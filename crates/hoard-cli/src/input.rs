//! Turns user-supplied strings and config values into a validated
//! [`ScanConfig`] and display options.

use chrono::{DateTime, Duration, Local, NaiveDate, TimeZone, Utc};
use std::path::PathBuf;

use hoard_core::platform;
use hoard_core::{
    AppConfig, Error, ExtensionFilter, ScanConfig, SortDirection, SortKey, Tier, TierFilter,
    ViewOptions,
};

use crate::commands::{ScanArgs, ViewArgs};

const BYTES_PER_MB: f64 = 1024.0 * 1024.0;

/// Seconds added to a day's midnight to reach its last second.
const END_OF_DAY_SECS: i64 = 86_399;

pub fn parse_extensions(raw: &str) -> ExtensionFilter {
    ExtensionFilter::from_list(raw.split(','))
}

pub fn parse_fragments(raw: &str) -> Vec<String> {
    raw.split(',')
        .map(str::trim)
        .filter(|f| !f.is_empty())
        .map(str::to_string)
        .collect()
}

pub fn parse_megabytes(raw: &str) -> Result<u64, Error> {
    let mb: f64 = raw
        .trim()
        .parse()
        .map_err(|_| Error::InvalidInput(format!("'{}' is not a number of megabytes", raw)))?;
    megabytes_to_bytes(mb)
}

pub fn megabytes_to_bytes(mb: f64) -> Result<u64, Error> {
    if !mb.is_finite() || mb < 0.0 {
        return Err(Error::InvalidInput(format!(
            "size must be a non-negative number of megabytes, got {}",
            mb
        )));
    }
    Ok((mb * BYTES_PER_MB) as u64)
}

/// Local midnight at the start of a `YYYY-MM-DD` day.
pub fn parse_day_start(raw: &str) -> Result<DateTime<Utc>, Error> {
    let day = NaiveDate::parse_from_str(raw.trim(), "%Y-%m-%d")
        .map_err(|_| Error::InvalidInput(format!("'{}' is not a YYYY-MM-DD date", raw)))?;
    let midnight = day.and_hms_opt(0, 0, 0).ok_or_else(|| {
        Error::InvalidInput(format!("'{}' has no midnight", raw))
    })?;
    Local
        .from_local_datetime(&midnight)
        .earliest()
        .map(|local| local.with_timezone(&Utc))
        .ok_or_else(|| Error::InvalidInput(format!("'{}' does not exist in local time", raw)))
}

/// Last second of a `YYYY-MM-DD` day, so the range includes the whole day.
pub fn parse_day_end(raw: &str) -> Result<DateTime<Utc>, Error> {
    Ok(parse_day_start(raw)? + Duration::seconds(END_OF_DAY_SECS))
}

pub fn parse_tiers(raw: &str) -> Result<TierFilter, Error> {
    let tiers = raw
        .split(',')
        .map(str::trim)
        .filter(|t| !t.is_empty())
        .map(|t| t.parse::<Tier>().map_err(Error::InvalidInput))
        .collect::<Result<Vec<Tier>, Error>>()?;
    Ok(TierFilter::only(&tiers))
}

/// Command-line flags layered over configuration values.
pub fn build_scan_config(app: &AppConfig, args: &ScanArgs) -> Result<ScanConfig, Error> {
    let root = match &args.root {
        Some(root) => root.clone(),
        None if !app.root.trim().is_empty() => PathBuf::from(app.root.trim()),
        None => platform::default_root(),
    };

    let mut config = ScanConfig::new(root);
    config.extensions = match &args.ext {
        Some(raw) => parse_extensions(raw),
        None => ExtensionFilter::from_list(&app.extensions),
    };
    config.min_size_bytes = match &args.min_mb {
        Some(raw) => parse_megabytes(raw)?,
        None => megabytes_to_bytes(app.min_size_mb)?,
    };
    config.skip_hidden = app.skip_hidden && !args.include_hidden;
    config.follow_symlinks = app.follow_symlinks || args.follow_symlinks;
    config.same_filesystem_only = app.same_filesystem_only && !args.cross_filesystems;
    config.excluded_dir_names = app
        .excluded_dir_names
        .iter()
        .chain(args.exclude_dir.iter())
        .cloned()
        .collect();

    config.excluded_path_fragments = app.excluded_paths.clone();
    if let Some(raw) = &args.exclude {
        config.excluded_path_fragments.extend(parse_fragments(raw));
    }

    config.created_after = args
        .created_after
        .as_deref()
        .map(parse_day_start)
        .transpose()?;
    config.created_before = args
        .created_before
        .as_deref()
        .map(parse_day_end)
        .transpose()?;
    if let (Some(after), Some(before)) = (config.created_after, config.created_before) {
        if after > before {
            return Err(Error::InvalidInput(
                "--created-after is later than --created-before".to_string(),
            ));
        }
    }

    Ok(config.normalized())
}

pub fn build_view_options(app: &AppConfig, args: &ViewArgs) -> Result<ViewOptions, Error> {
    let mut options = ViewOptions::default();
    if let Some(raw) = &args.sort {
        let key: SortKey = raw.parse().map_err(Error::InvalidInput)?;
        options.sort = key;
        options.direction = key.default_direction();
    }
    if args.asc {
        options.direction = SortDirection::Ascending;
    } else if args.desc {
        options.direction = SortDirection::Descending;
    }
    if let Some(raw) = &args.show {
        options.tiers = parse_tiers(raw)?;
    }
    let top = args.top.unwrap_or(app.top_n);
    options.top_n = (top > 0).then_some(top);
    Ok(options)
}
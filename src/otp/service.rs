use log::{debug, info};
use serde_json::Value;

use crate::otp::model::OtpCode;
use crate::store::OtpStore;
use crate::utils::helpers::generate_otp_code;

pub struct OtpService {
    store: OtpStore,
}

impl OtpService {
    pub fn new(store: OtpStore) -> Self {
        OtpService { store }
    }

    pub fn store(&self) -> &OtpStore {
        &self.store
    }

    /// Generate a fresh code for `phone`, replacing any outstanding one
    pub async fn issue(&self, phone: &str) -> OtpCode {
        let code = generate_otp_code();

        if let Some(previous) = self.store.set(phone, code).await {
            debug!("Replaced unverified OTP {} for {}", previous, phone);
        }

        info!("OTP issued for {}", phone);
        debug!("OTP for {}: {}", phone, code);

        code
    }

    /// Check `otp` against the outstanding code for `phone`, consuming it on match
    pub async fn verify(&self, phone: &str, otp: Option<&Value>) -> bool {
        let Some(otp) = otp else {
            return false;
        };

        let verified = self.store.take_if_matches(phone, otp).await;
        if verified {
            info!("OTP verified for {}", phone);
        } else {
            debug!("OTP rejected for {}", phone);
        }

        verified
    }
}
pub mod error_handler;
pub mod not_found;
use actix_web::middleware::ErrorHandlerResponse;
use actix_web::{ResponseError, Result, dev::ServiceResponse};

use crate::utils::error::CustomError;

pub fn not_found<B>(res: ServiceResponse<B>) -> Result<ErrorHandlerResponse<B>> {
    let new_response =
        CustomError::NotFoundError("Route does not exist".to_string()).error_response();
    let (req, _) = res.into_parts();
    let res = ServiceResponse::new(req, new_response.map_into_right_body());

    Ok(ErrorHandlerResponse::Response(res))
}
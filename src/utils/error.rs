use actix_web::{HttpResponse, ResponseError, http::StatusCode};
use serde_json::json;
use thiserror::Error;

use crate::utils::helpers::service_name;

#[derive(Debug, Error)]
pub enum CustomError {
    #[error("Bad Request: {0}")]
    BadRequestError(String),

    #[error("Not Found: {0}")]
    NotFoundError(String),

    #[error("Internal Server Error: {0}")]
    InternalServerError(String),
}

impl CustomError {
    pub fn error_code(&self) -> &'static str {
        match *self {
            CustomError::BadRequestError(..) => "BAD_REQUEST_ERROR",
            CustomError::NotFoundError(..) => "NOT_FOUND_ERROR",
            CustomError::InternalServerError(..) => "INTERNAL_SERVER_ERROR",
        }
    }
}

impl ResponseError for CustomError {
    fn status_code(&self) -> StatusCode {
        match *self {
            CustomError::BadRequestError(..) => StatusCode::BAD_REQUEST,
            CustomError::NotFoundError(..) => StatusCode::NOT_FOUND,
            CustomError::InternalServerError(..) => StatusCode::INTERNAL_SERVER_ERROR,
        }
    }

    fn error_response(&self) -> HttpResponse {
        let error_message = json!({
            "success": false,
            "message": self.to_string(),
            "httpStatusCode": self.status_code().as_u16(),
            "error": self.error_code(),
            "service": service_name(),
        });

        HttpResponse::build(self.status_code()).json(error_message)
    }
}
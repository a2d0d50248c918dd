use std::fmt;

use serde::{Deserialize, Deserializer, Serialize};
use serde_json::Value;

/// A 6-digit one-time passcode
#[derive(Debug, Clone, Copy, PartialEq, Eq, Hash)]
pub struct OtpCode(u32);

impl OtpCode {
    pub const MIN: u32 = 100_000;
    pub const MAX: u32 = 999_999;

    /// Wrap a raw value. Callers are expected to stay within `MIN..=MAX`.
    pub fn new(code: u32) -> Self {
        debug_assert!((Self::MIN..=Self::MAX).contains(&code));
        OtpCode(code)
    }

    pub fn value(&self) -> u32 {
        self.0
    }

    /// Loose comparison against a submitted value.
    ///
    /// The candidate is turned into a number the way a JS `==` against a
    /// number would: strings are trimmed and read as decimal, or as hex,
    /// octal or binary with a `0x`/`0o`/`0b` prefix; arrays go through their
    /// string form first. Objects, booleans and `null` never match.
    pub fn matches(&self, candidate: &Value) -> bool {
        let submitted = match candidate {
            Value::Number(n) => n.as_f64(),
            Value::String(s) => string_to_number(s),
            Value::Array(_) => string_to_number(&js_string(candidate)),
            _ => None,
        };

        submitted.is_some_and(|n| n == f64::from(self.0))
    }
}

impl fmt::Display for OtpCode {
    fn fmt(&self, f: &mut fmt::Formatter) -> fmt::Result {
        write!(f, "{}", self.0)
    }
}

/// Store key derived from whatever the client sent as `phone`.
///
/// The value is not validated: a missing field becomes `"undefined"` and
/// everything else goes through [`js_string`].
pub fn phone_key(phone: Option<&Value>) -> String {
    match phone {
        None => "undefined".to_string(),
        Some(value) => js_string(value),
    }
}

/// String form of a JSON value as JS `String()` produces it.
///
/// Whole floats drop their fraction, arrays join their elements with `,`
/// (with `null` elements left empty), and objects become `[object Object]`.
pub fn js_string(value: &Value) -> String {
    match value {
        Value::Null => "null".to_string(),
        Value::Bool(b) => b.to_string(),
        Value::Number(n) => match (n.as_i64(), n.as_u64(), n.as_f64()) {
            (Some(i), _, _) => i.to_string(),
            (_, Some(u), _) => u.to_string(),
            (_, _, Some(f)) => f.to_string(),
            _ => n.to_string(),
        },
        Value::String(s) => s.clone(),
        Value::Array(items) => items
            .iter()
            .map(|item| match item {
                Value::Null => String::new(),
                other => js_string(other),
            })
            .collect::<Vec<_>>()
            .join(","),
        Value::Object(_) => "[object Object]".to_string(),
    }
}

fn string_to_number(raw: &str) -> Option<f64> {
    let s = raw.trim();
    if s.is_empty() {
        return Some(0.0);
    }

    let radix_prefixes = [
        ("0x", 16),
        ("0X", 16),
        ("0o", 8),
        ("0O", 8),
        ("0b", 2),
        ("0B", 2),
    ];
    for (prefix, radix) in radix_prefixes {
        if let Some(digits) = s.strip_prefix(prefix) {
            return u64::from_str_radix(digits, radix).ok().map(|n| n as f64);
        }
    }

    // Rust also reads "inf" and "nan"; neither can equal a code
    s.parse::<f64>().ok()
}

// Keeps an explicit `null` as `Some(Value::Null)`; only a missing field is `None`.
fn present<'de, D>(deserializer: D) -> Result<Option<Value>, D::Error>
where
    D: Deserializer<'de>,
{
    Value::deserialize(deserializer).map(Some)
}

#[derive(Debug, Default, Deserialize)]
pub struct SendOtpRequest {
    #[serde(default, deserialize_with = "present")]
    pub phone: Option<Value>,
}

#[derive(Debug, Default, Deserialize)]
pub struct VerifyOtpRequest {
    #[serde(default, deserialize_with = "present")]
    pub phone: Option<Value>,
    pub otp: Option<Value>,
}

/// Success envelope returned by both endpoints
#[derive(Debug, Serialize, Deserialize, PartialEq, Eq)]
pub struct ApiResponse {
    pub success: bool,
    pub message: String,
}

impl ApiResponse {
    pub fn ok(message: impl Into<String>) -> Self {
        ApiResponse {
            success: true,
            message: message.into(),
        }
    }

    pub fn failed(message: impl Into<String>) -> Self {
        ApiResponse {
            success: false,
            message: message.into(),
        }
    }
}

- [Directions] From the records above, print only the lines between the one holding "config.min_size_bytes = match" and the one holding "config.excluded_path_fragments = app.excluded_paths.clone();", inclusive, exactly as they stand.

- [Response below]
    config.min_size_bytes = match &args.min_mb {
        Some(raw) => parse_megabytes(raw)?,
        None => megabytes_to_bytes(app.min_size_mb)?,
    };
    config.skip_hidden = app.skip_hidden && !args.include_hidden;
    config.follow_symlinks = app.follow_symlinks || args.follow_symlinks;
    config.same_filesystem_only = app.same_filesystem_only && !args.cross_filesystems;
    config.excluded_dir_names = app
        .excluded_dir_names
        .iter()
        .chain(args.exclude_dir.iter())
        .cloned()
        .collect();

    config.excluded_path_fragments = app.excluded_paths.clone();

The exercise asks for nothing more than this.